In the past five months alone, MetEC has inaugurated over three factories. Corporation Board Chairperson and Minister of Defense Siraj Fagessa said the Corporation is “spearheading the realization of the Ethiopian Renaissance.”

The Corporation is a sub-contractor of the electro-mechanical work of the Grand Ethiopian Renaissance Dam Project. This work is mainly undertaken by the Ethiopian Power Engineering Industry, which is one of the industries under the Corporation.

The Ethiopian Power Engineering Industry inaugurated a wire and cable factory which is one of its eight factories built in the Modjo town at a cost of 200 million Birr to produce electric cables that can carry 400 and 500 KV, especially for the power transmission of the Grand Renaissance and Gibe III dams.

Similarly, the Corporation also inaugurated a heavy truck assembly factory, which is operating under the Bishoftu Automotive Industry.

Siraj once said the Corporation is facilitating the industrialization process. It works by bringing together local micro and small enterprises as well as medium industries with foreign companies facilitating the transfer of knowledge and technology.

There is also a new armament factory that was the third factory inaugurated a few months ago.

Currently, MetEC runs 15 industries and about 100 factories.

As part of its expansion, the Corporation has also agreed to replace the electric meters operated by the Ethiopian Electric Power Corporation. The project is valued at nine billion birr and is expected to replace electric meters with new ‘smart’ meters.

The new ‘smart’ digital meters are expected to automatically register electric consumption and report back to EEPCo without requiring manual reading like the analog meters currently being used.

However, MetEC has failed to deliver the commitment it owes to EEPCo. As a result, the latter had to make an urgent and alternative deal with an Indian company. This also cost EEPCo more than USD 27 million.

Critics claim that these transformers could have been done by other local companies if MetEC hadn’t weakened them.

It is to be remembered that the Ethiopian Electric Power Corporation is requiring all factories in Ethiopia to install devices that guarantee efficient use of power.

The Metal and Engineering Corporation has snatched the responsibility to produce the devices known as power factor correctors. The efficiency devices will be made available to all factories eventually on a one-year interest-free credit arrangement, according to EEPCo Officials.

The efficiency devices are expected to adjust the difference between real power and apparent power in the use of electricity to a ratio of one.

However, still, private companies face a setback from the device being manufactured by MetEC, which forces them to pay the electric bill, including the power leakage due to inefficient power meter.

MetEC is also building Yayu Coal Phosphate Fertilizer Complex project, 600km west of the capital in the Illubabor Zone, Oromia Regional State. It is one of the two fertilizer factories that the federal government wants built at a total cost of 2.8 billion Birr.
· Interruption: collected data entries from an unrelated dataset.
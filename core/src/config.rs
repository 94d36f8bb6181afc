/// Configuration for the merge engine
use crate::merge::MergeOptions;
use crate::plural::{PluralRule, PluralTable};
use crate::similarity::{policy_for, SimilarityKind, SimilarityPolicy, DEFAULT_SIMILARITY_THRESHOLD};
use serde::{Deserialize, Serialize};
use std::collections::BTreeMap;
use std::fs;
use std::path::Path;
use thiserror::Error;

#[derive(Debug, Error)]
pub enum ConfigError {
    #[error("Failed to read config file: {0}")]
    Io(#[from] std::io::Error),

    #[error("Failed to parse YAML config: {0}")]
    Yaml(#[from] serde_yaml::Error),

    #[error("Failed to parse JSON config: {0}")]
    Json(#[from] serde_json::Error),

    #[error("Invalid config: {0}")]
    Invalid(String),
}

#[derive(Debug, Clone, Serialize, Deserialize)]
#[serde(rename_all = "camelCase")]
pub struct MatcherOptions {
    #[serde(default)]
    pub policy: SimilarityKind,
    #[serde(default = "default_threshold")]
    pub similarity_threshold: f64,
}

fn default_threshold() -> f64 {
    DEFAULT_SIMILARITY_THRESHOLD
}

impl Default for MatcherOptions {
    fn default() -> Self {
        Self {
            policy: SimilarityKind::default(),
            similarity_threshold: DEFAULT_SIMILARITY_THRESHOLD,
        }
    }
}

#[derive(Debug, Clone, Serialize, Deserialize)]
#[serde(rename_all = "camelCase")]
pub struct ObsoleteOptions {
    /// obsolete 상태로 유지할 최대 패스 수 (이후 vanished)
    #[serde(default = "default_vanish_after")]
    pub vanish_after_passes: u32,
}

fn default_vanish_after() -> u32 {
    1
}

impl Default for ObsoleteOptions {
    fn default() -> Self {
        Self {
            vanish_after_passes: default_vanish_after(),
        }
    }
}

#[derive(Debug, Clone, Default, Serialize, Deserialize)]
#[serde(rename_all = "camelCase")]
pub struct LanguageOptions {
    /// Fail the merge when a catalog language has no plural rule
    #[serde(default)]
    pub strict: bool,

    /// Language tag → plural rule, applied on top of the builtin table
    #[serde(default)]
    pub plural_overrides: BTreeMap<String, PluralRule>,
}

#[derive(Debug, Clone, Serialize, Deserialize)]
#[serde(rename_all = "camelCase")]
pub struct OutputOptions {
    /// 덮어쓰기 전에 기존 카탈로그 백업
    #[serde(default = "default_true")]
    pub backup: bool,

    /// Keep BOM and newline style of the catalog file being replaced
    #[serde(default = "default_true")]
    pub preserve_encoding: bool,
}

fn default_true() -> bool {
    true
}

impl Default for OutputOptions {
    fn default() -> Self {
        Self {
            backup: true,
            preserve_encoding: true,
        }
    }
}

#[derive(Debug, Clone, Default, Serialize, Deserialize)]
#[serde(rename_all = "camelCase")]
pub struct MergeConfig {
    #[serde(default)]
    pub matcher: MatcherOptions,
    #[serde(default)]
    pub obsolete: ObsoleteOptions,
    #[serde(default)]
    pub language: LanguageOptions,
    #[serde(default)]
    pub output: OutputOptions,
}

impl MergeConfig {
    /// Load from a `.json` file, or YAML for any other extension.
    pub fn from_file<P: AsRef<Path>>(path: P) -> Result<Self, ConfigError> {
        let path = path.as_ref();
        let content = fs::read_to_string(path)?;
        let is_json = path
            .extension()
            .and_then(|ext| ext.to_str())
            .map(|ext| ext.eq_ignore_ascii_case("json"))
            .unwrap_or(false);

        if is_json {
            Self::from_json(&content)
        } else {
            Self::from_yaml(&content)
        }
    }

    pub fn from_yaml(content: &str) -> Result<Self, ConfigError> {
        let config: Self = serde_yaml::from_str(content)?;
        config.validate()?;
        Ok(config)
    }

    pub fn from_json(json: &str) -> Result<Self, ConfigError> {
        let config: Self = serde_json::from_str(json)?;
        config.validate()?;
        Ok(config)
    }

    pub fn to_json(&self) -> Result<String, ConfigError> {
        Ok(serde_json::to_string_pretty(self)?)
    }

    pub fn to_yaml_file<P: AsRef<Path>>(&self, path: P) -> Result<(), ConfigError> {
        let content = serde_yaml::to_string(self)?;
        fs::write(path, content)?;
        Ok(())
    }

    pub fn validate(&self) -> Result<(), ConfigError> {
        let threshold = self.matcher.similarity_threshold;
        if !(threshold > 0.0 && threshold <= 1.0) {
            return Err(ConfigError::Invalid(format!(
                "matcher.similarityThreshold must be in (0, 1], got {threshold}"
            )));
        }
        if self.obsolete.vanish_after_passes == 0 {
            return Err(ConfigError::Invalid(
                "obsolete.vanishAfterPasses must be at least 1".into(),
            ));
        }
        Ok(())
    }

    pub fn similarity_policy(&self) -> Box<dyn SimilarityPolicy> {
        policy_for(self.matcher.policy, self.matcher.similarity_threshold)
    }

    pub fn plural_table(&self) -> PluralTable {
        let mut table = PluralTable::builtin();
        for (language, rule) in &self.language.plural_overrides {
            table.insert(language, *rule);
        }
        table
    }

    pub fn merge_options(&self) -> MergeOptions {
        MergeOptions {
            vanish_after_passes: self.obsolete.vanish_after_passes,
            strict_language: self.language.strict,
        }
    }
}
A consortium of public manufacturing enterprises, which are under the control of MetEC, include Dejen Aviation, Bishoftu Automotive and Locomotive, Hibret Machine Tools Engineering Complex, Homicho Ammunition Engineering Complex, Gafat Armament Engineering Complex, Power Engineering, Hitech Industry, Metal and Fabrication Industry, Adama Garment Industry, Ethiopia Plastic SC, and Nazareth Tractor Assembly Plant.